Tony Bennett Slams Modern Music & Corporations Controlling It

tony-bennett-1Tony Bennett, the 87-year-old performer who’s still going strong and is considered worldwide even at his advanced age as one of the greatest living singers, had some pretty spicy words about the state of modern music when the BBC spoke to him in an interview released Thursday. When asked if he planned to record any new songs, Bennett used the question as a springboard to launch into a rant about the lousy state of of affairs the music industry has succumbed to, and specifically how corporations are to ones to blame.

“The songs that are written today, most of them are terrible,” Bennett said. “It’s a very bad period musically throughout the world for popular music. The corporations they took it over, and they want to make so much money and they don’t care whether the public likes it or not. They think the public is ignorant, so their attitude is, ‘Don’t give them anything intelligent, because it won’t sell.'”

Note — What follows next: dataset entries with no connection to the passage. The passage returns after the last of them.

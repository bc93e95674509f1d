use crate::core::http::TransientFailure;
use thiserror::Error;

#[derive(Error, Debug)]
pub enum EtlError {
    #[error("API request failed: {0}")]
    ApiError(#[from] reqwest::Error),

    #[error("IO error: {0}")]
    IoError(#[from] std::io::Error),

    #[error("Serialization error: {0}")]
    SerializationError(#[from] serde_json::Error),

    #[error("Query error: {0}")]
    QueryError(#[from] rusqlite::Error),

    #[error("time data '{value}' does not match format '{format}'")]
    DateFormatError { value: String, format: String },

    #[error("Given date of birth is in future: {dob}")]
    FutureDateError { dob: String },

    #[error("Extraction from {url} failed: {message}")]
    FatalExtractionError {
        url: String,
        message: String,
        #[source]
        source: Option<TransientFailure>,
    },

    #[error("Table '{table}' has no rows to analyze")]
    EmptyDatasetError { table: String },

    #[error("Configuration field '{field}' is invalid: {message}")]
    ConfigValidationError { field: String, message: String },

    #[error("Invalid value '{value}' for '{field}': {reason}")]
    InvalidConfigValueError {
        field: String,
        value: String,
        reason: String,
    },

    #[error("Data processing error: {message}")]
    ProcessingError { message: String },
}

#[derive(Debug, Clone, Copy, PartialEq, Eq)]
pub enum ErrorCategory {
    Network,
    Configuration,
    Data,
    System,
}

#[derive(Debug, Clone, Copy, PartialEq, Eq)]
pub enum ErrorSeverity {
    Medium,
    High,
    Critical,
}

impl EtlError {
    pub fn category(&self) -> ErrorCategory {
        match self {
            EtlError::ApiError(_) | EtlError::FatalExtractionError { .. } => ErrorCategory::Network,
            EtlError::ConfigValidationError { .. } | EtlError::InvalidConfigValueError { .. } => {
                ErrorCategory::Configuration
            }
            EtlError::DateFormatError { .. }
            | EtlError::FutureDateError { .. }
            | EtlError::EmptyDatasetError { .. }
            | EtlError::SerializationError(_)
            | EtlError::ProcessingError { .. } => ErrorCategory::Data,
            EtlError::IoError(_) | EtlError::QueryError(_) => ErrorCategory::System,
        }
    }

    pub fn severity(&self) -> ErrorSeverity {
        match self.category() {
            ErrorCategory::Network => ErrorSeverity::Medium,
            ErrorCategory::Configuration | ErrorCategory::Data => ErrorSeverity::High,
            ErrorCategory::System => ErrorSeverity::Critical,
        }
    }

    pub fn recovery_suggestion(&self) -> &'static str {
        match self {
            EtlError::ApiError(_) | EtlError::FatalExtractionError { .. } => {
                "Check that the upstream API is reachable and re-run the pipeline"
            }
            EtlError::DateFormatError { .. } => "Use dates in YYYY-MM-DD format",
            EtlError::FutureDateError { .. } => {
                "Upstream returned a birthday in the future; inspect the source data"
            }
            EtlError::EmptyDatasetError { .. } => {
                "No records were extracted; widen the date range or raise import_data_size"
            }
            EtlError::ConfigValidationError { .. } | EtlError::InvalidConfigValueError { .. } => {
                "Fix the configuration file and try again"
            }
            EtlError::QueryError(_) => "Inspect the analysis SQL against the loaded columns",
            EtlError::IoError(_) => "Check file paths and permissions",
            EtlError::SerializationError(_) | EtlError::ProcessingError { .. } => {
                "Inspect the upstream payload shape"
            }
        }
    }

    pub fn user_friendly_message(&self) -> String {
        match self.category() {
            ErrorCategory::Network => format!("Could not extract data from the API: {}", self),
            ErrorCategory::Configuration => format!("Invalid configuration: {}", self),
            ErrorCategory::Data => format!("Data error: {}", self),
            ErrorCategory::System => format!("System error: {}", self),
        }
    }
}

pub type Result<T> = std::result::Result<T, EtlError>;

Tony Bennett also said something pointed out by many observers of the music industry: that the myopic focus on the young by labels is robbing them of the economic diversity they need to survive.

“I grew up in an era when the record companies just sold records to everybody. And the whole family bought songs. Today, record companies are failing because because they’re putting their accent just on the young. And I think it’s rather silly. They’re missing out of thousands of people that would love to buy records, but they don’t buy them because they don’t have a lasting quality.”

Speaking of lasting quality, Bennett started his career in 1949, and still draws sold-out audiences across the world, and his voice is considered as strong as ever. According to Bennett, learning has been the key to his longevity. “I still have a lot to learn about music.”